[Start of Attachment]

mod link;
mod products;
mod rates;
mod tax;

use clap::{Parser, Subcommand};
use tracing_subscriber::EnvFilter;

use link::LinkCommands;
use products::{ProductsArgs, DEFAULT_AGENT};

#[derive(Debug, Parser)]
#[command(name = "repshub-cli")]
#[command(about = "Repshub storefront command line interface")]
struct Cli {
    #[command(subcommand)]
    command: Option<Commands>,
}

#[derive(Debug, Subcommand)]
enum Commands {
    /// Convert between marketplace links and purchasing-agent links
    Link {
        #[command(subcommand)]
        command: LinkCommands,
    },
    /// List one page of the catalog
    Products(ProductsArgs),
    /// Show random picks from the latest listings
    Featured {
        /// Number of products to show
        #[arg(long, default_value = "5")]
        count: usize,
        /// Purchasing agent for outbound links
        #[arg(long, default_value = DEFAULT_AGENT)]
        agent: String,
    },
    /// Show the current ARS/USD dollar quotes
    Rates,
    /// Estimate Argentine import duties for a purchase
    Tax {
        /// Declared purchase value in USD
        #[arg(long)]
        purchase: f64,
        /// Shipping cost in USD
        #[arg(long, default_value = "0")]
        shipping: f64,
        /// Do not deduct the USD 50 duty-free allowance
        #[arg(long)]
        no_franchise: bool,
        /// Do not add the courier management fee
        #[arg(long)]
        no_fee: bool,
        /// ARS per USD rate; fetched from the quotes API when omitted
        #[arg(long)]
        ars_per_usd: Option<f64>,
    },
}

#[tokio::main]
async fn main() -> anyhow::Result<()> {
    let config = repshub_core::load_app_config();
    init_tracing(config.as_ref().ok().map(|c| c.log_level.as_str()))?;

    let cli = Cli::parse();
    let Some(command) = cli.command else {
        println!("repshub-cli ready; run with --help for commands");
        return Ok(());
    };

    match command {
        Commands::Link { command } => {
            let codes = config
                .as_ref()
                .map(|c| c.affiliate_codes.clone())
                .unwrap_or_default();
            link::run_link(&command, &codes)?;
        }
        Commands::Products(args) => products::run_products(&config?, &args).await?,
        Commands::Featured { count, agent } => {
            products::run_featured(&config?, count, &agent).await?;
        }
        Commands::Rates => rates::run_rates(&config?).await?,
        Commands::Tax {
            purchase,
            shipping,
            no_franchise,
            no_fee,
            ars_per_usd,
        } => {
            let ars_per_usd = match ars_per_usd {
                Some(rate) => rate,
                None => rates::official_rate_or_default(config.as_ref().ok()).await?,
            };
            tax::run_tax(purchase, shipping, !no_franchise, !no_fee, ars_per_usd);
        }
    }

    Ok(())
}

/// `RUST_LOG` wins; otherwise the configured level, otherwise `info`.
fn init_tracing(configured_level: Option<&str>) -> anyhow::Result<()> {
    let env_filter = EnvFilter::try_from_default_env()
        .or_else(|_| EnvFilter::try_new(configured_level.unwrap_or("info")))?;
    tracing_subscriber::fmt().with_env_filter(env_filter).init();
    Ok(())
}
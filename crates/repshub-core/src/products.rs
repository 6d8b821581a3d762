use chrono::{DateTime, Utc};
use serde::{Deserialize, Deserializer, Serialize};

use crate::category::{map_product_category, Category};

/// A row of the catalog's `products_clean` view.
///
/// Column names on the wire are Spanish; the backend stores no normalized
/// category, so [`Product::category`] is derived client-side.
#[derive(Debug, Clone, Serialize, Deserialize)]
pub struct Product {
    #[serde(default)]
    pub id: Option<serde_json::Value>,
    #[serde(rename = "nombre", default, deserialize_with = "null_as_empty")]
    pub name: String,
    /// Freeform category label entered by whoever listed the product.
    #[serde(rename = "categoria", default)]
    pub category_label: Option<String>,
    #[serde(rename = "descripcion", default)]
    pub description: Option<String>,
    /// Quality tier, e.g. `"1:1"`. No enforced schema.
    #[serde(rename = "calidad", default)]
    pub quality: Option<String>,
    /// Price in CNY, the catalog's base currency.
    #[serde(rename = "precio_cny", default)]
    pub price_cny: Option<f64>,
    #[serde(rename = "imagen_url", default)]
    pub image_url: Option<String>,
    /// Canonical marketplace link (Weidian / 1688 / Taobao), occasionally an
    /// agent link entered by hand.
    #[serde(default)]
    pub source_url: Option<String>,
    #[serde(default)]
    pub created_at: Option<DateTime<Utc>>,
    #[serde(rename = "activo", default = "default_active")]
    pub active: bool,
}

fn default_active() -> bool {
    true
}

fn null_as_empty<'de, D>(deserializer: D) -> Result<String, D::Error>
where
    D: Deserializer<'de>,
{
    Ok(Option::<String>::deserialize(deserializer)?.unwrap_or_default())
}

impl Product {
    /// Storefront category inferred from name, label, and description.
    #[must_use]
    pub fn category(&self) -> Category {
        map_product_category(
            &self.name,
            self.category_label.as_deref().unwrap_or_default(),
            self.description.as_deref().unwrap_or_default(),
        )
    }

    /// Price in CNY, treating a missing or non-finite price as zero.
    #[must_use]
    pub fn price_or_zero(&self) -> f64 {
        self.price_cny.filter(|p| p.is_finite()).unwrap_or(0.0)
    }
}
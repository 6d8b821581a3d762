use std::sync::LazyLock;

use regex::Regex;
use repshub_core::AffiliateCodes;

use super::Decoded;
use crate::MarketplaceLink;

static ITEM_PAGE_RE: LazyLock<Regex> =
    LazyLock::new(|| Regex::new(r"(?i)cssbuy\.com/item-(\d+)\.html").expect("valid regex"));

pub(super) fn encode(link: &MarketplaceLink, _canonical: &str, _codes: &AffiliateCodes) -> String {
    format!("https://www.cssbuy.com/item-{}.html", link.product_id)
}

/// CssBuy item pages carry the product id but not the platform, so the
/// listing cannot be rebuilt.
pub(super) fn decode(link: &str) -> Decoded {
    if ITEM_PAGE_RE.is_match(link) {
        tracing::debug!(link, "cssbuy link does not identify a platform");
        Decoded::Unrecoverable
    } else {
        Decoded::NoMatch
    }
}
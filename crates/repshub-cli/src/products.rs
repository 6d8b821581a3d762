//! `products` and `featured` command handlers.

use anyhow::Context;
use clap::Args;
use repshub_agents::{resolve_product_link_with, NO_LINK_LABEL};
use repshub_catalog::{parse_category_filter, CatalogClient, CatalogFilters, CatalogState};
use repshub_core::{
    default_brand_table, image_or_placeholder, load_brands, AffiliateCodes, AppConfig, Currency,
    ExchangeRates, Product,
};
use repshub_rates::RatesClient;

pub(crate) const DEFAULT_AGENT: &str = "KakoBuy";

#[derive(Debug, Args)]
pub struct ProductsArgs {
    /// Page number (1-based)
    #[arg(long, default_value = "1")]
    pub page: u32,
    /// Substring to search for in product names
    #[arg(long)]
    pub search: Option<String>,
    /// Brand slug (e.g. acne-studios, sin-marca)
    #[arg(long)]
    pub brand: Option<String>,
    /// Quality tier (exact match)
    #[arg(long)]
    pub quality: Option<String>,
    /// Storefront category (conjuntos, calzado, ropa-superior, ropa-inferior,
    /// accesorios, all)
    #[arg(long)]
    pub category: Option<String>,
    /// Sort key (recientes, precio-asc, precio-desc, nombre-asc, nombre-desc)
    #[arg(long, default_value = "recientes")]
    pub sort: String,
    /// Display currency (CNY, USD, ARS, CLP)
    #[arg(long, default_value = "CNY")]
    pub currency: String,
    /// Purchasing agent for outbound links
    #[arg(long, default_value = DEFAULT_AGENT)]
    pub agent: String,
    /// Print the raw page as JSON
    #[arg(long)]
    pub json: bool,
}

impl ProductsArgs {
    fn filters(&self) -> anyhow::Result<CatalogFilters> {
        let category = match self.category.as_deref() {
            Some(raw) => parse_category_filter(raw)?,
            None => None,
        };
        Ok(CatalogFilters {
            quality: self.quality.clone(),
            search: self.search.clone(),
            brand: self.brand.clone(),
            category,
            sort: self.sort.parse().unwrap_or_default(),
        })
    }
}

fn build_catalog_client(config: &AppConfig) -> anyhow::Result<CatalogClient> {
    let brands = match &config.brands_path {
        Some(path) => load_brands(path)
            .with_context(|| format!("failed to load brands from {}", path.display()))?,
        None => default_brand_table(),
    };
    Ok(CatalogClient::from_config(config)?.with_brands(brands))
}

async fn exchange_rates(config: &AppConfig) -> ExchangeRates {
    let rate = match RatesClient::with_base_url(
        config.request_timeout_secs,
        &config.user_agent,
        &config.rates_url,
    ) {
        Ok(client) => {
            client
                .fetch_official_or_default(config.default_ars_per_usd)
                .await
        }
        Err(e) => {
            tracing::warn!(error = %e, "rates client unavailable, using default ARS/USD rate");
            config.default_ars_per_usd
        }
    };
    ExchangeRates::default().with_ars_per_usd(rate)
}

/// # Errors
///
/// Returns an error if the filters are invalid or the catalog page cannot be
/// loaded.
pub(crate) async fn run_products(config: &AppConfig, args: &ProductsArgs) -> anyhow::Result<()> {
    let filters = args.filters()?;
    let client = build_catalog_client(config)?;
    let mut state = CatalogState::new(config.page_size);

    let (rates, loaded) = tokio::join!(
        exchange_rates(config),
        state.load_page(&client, args.page, filters)
    );

    let page = match loaded {
        Ok(page) => page,
        Err(e) => {
            eprintln!("Error al cargar productos: {e}");
            eprintln!("Run the same command again to retry.");
            return Err(e.into());
        }
    };

    if args.json {
        println!("{}", serde_json::to_string_pretty(&page)?);
        return Ok(());
    }

    let currency = Currency::from_code_or_default(&args.currency);
    if page.products.is_empty() {
        println!("no products found");
    }
    for product in &page.products {
        println!(
            "{}",
            render_product_line(product, &rates, currency, &args.agent, &config.affiliate_codes)
        );
    }

    println!();
    println!(
        "page {} of {} ({} products){}",
        state.current_page(),
        state.total_pages(),
        state.total_count(),
        render_page_window(&state)
    );
    Ok(())
}

/// # Errors
///
/// Returns an error if the featured products cannot be loaded.
pub(crate) async fn run_featured(
    config: &AppConfig,
    count: usize,
    agent: &str,
) -> anyhow::Result<()> {
    let client = build_catalog_client(config)?;
    let (rates, featured) = tokio::join!(exchange_rates(config), client.fetch_featured(count));

    for product in &featured? {
        println!(
            "{}",
            render_product_line(product, &rates, Currency::Cny, agent, &config.affiliate_codes)
        );
        println!("    {}", image_or_placeholder(product.image_url.as_deref()));
    }
    Ok(())
}

/// One listing row: name, inferred category, price, and outbound link.
pub(crate) fn render_product_line(
    product: &Product,
    rates: &ExchangeRates,
    currency: Currency,
    agent: &str,
    codes: &AffiliateCodes,
) -> String {
    let link = resolve_product_link_with(product.source_url.as_deref(), agent, codes).map_or_else(
        || NO_LINK_LABEL.to_string(),
        |link| format!("{}: {}", link.agent_name, link.url),
    );
    format!(
        "{:<40} {:<14} {:>16}  {}",
        truncate(&product.name, 40),
        product.category().as_str(),
        rates.format(product.price_or_zero(), currency),
        link
    )
}

fn render_page_window(state: &CatalogState) -> String {
    if !state.has_multiple_pages() {
        return String::new();
    }
    let window = state.visible_pages();
    let mut parts = Vec::new();
    if window.show_first {
        parts.push("1".to_string());
        if window.show_first_ellipsis {
            parts.push("...".to_string());
        }
    }
    for page in window.pages() {
        if page == state.current_page() {
            parts.push(format!("[{page}]"));
        } else {
            parts.push(page.to_string());
        }
    }
    if window.show_last {
        if window.show_last_ellipsis {
            parts.push("...".to_string());
        }
        parts.push(state.total_pages().to_string());
    }
    format!("  {}", parts.join(" "))
}

fn truncate(text: &str, max_chars: usize) -> String {
    if text.chars().count() > max_chars {
        let kept: String = text.chars().take(max_chars.saturating_sub(3)).collect();
        format!("{kept}...")
    } else {
        text.to_string()
    }
}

[End of Attachment]

> [What needs to be done]: Find each line in the records holding the string "truncate" and show it.

> [Task response]:
        truncate(&product.name, 40),
fn truncate(text: &str, max_chars: usize) -> String {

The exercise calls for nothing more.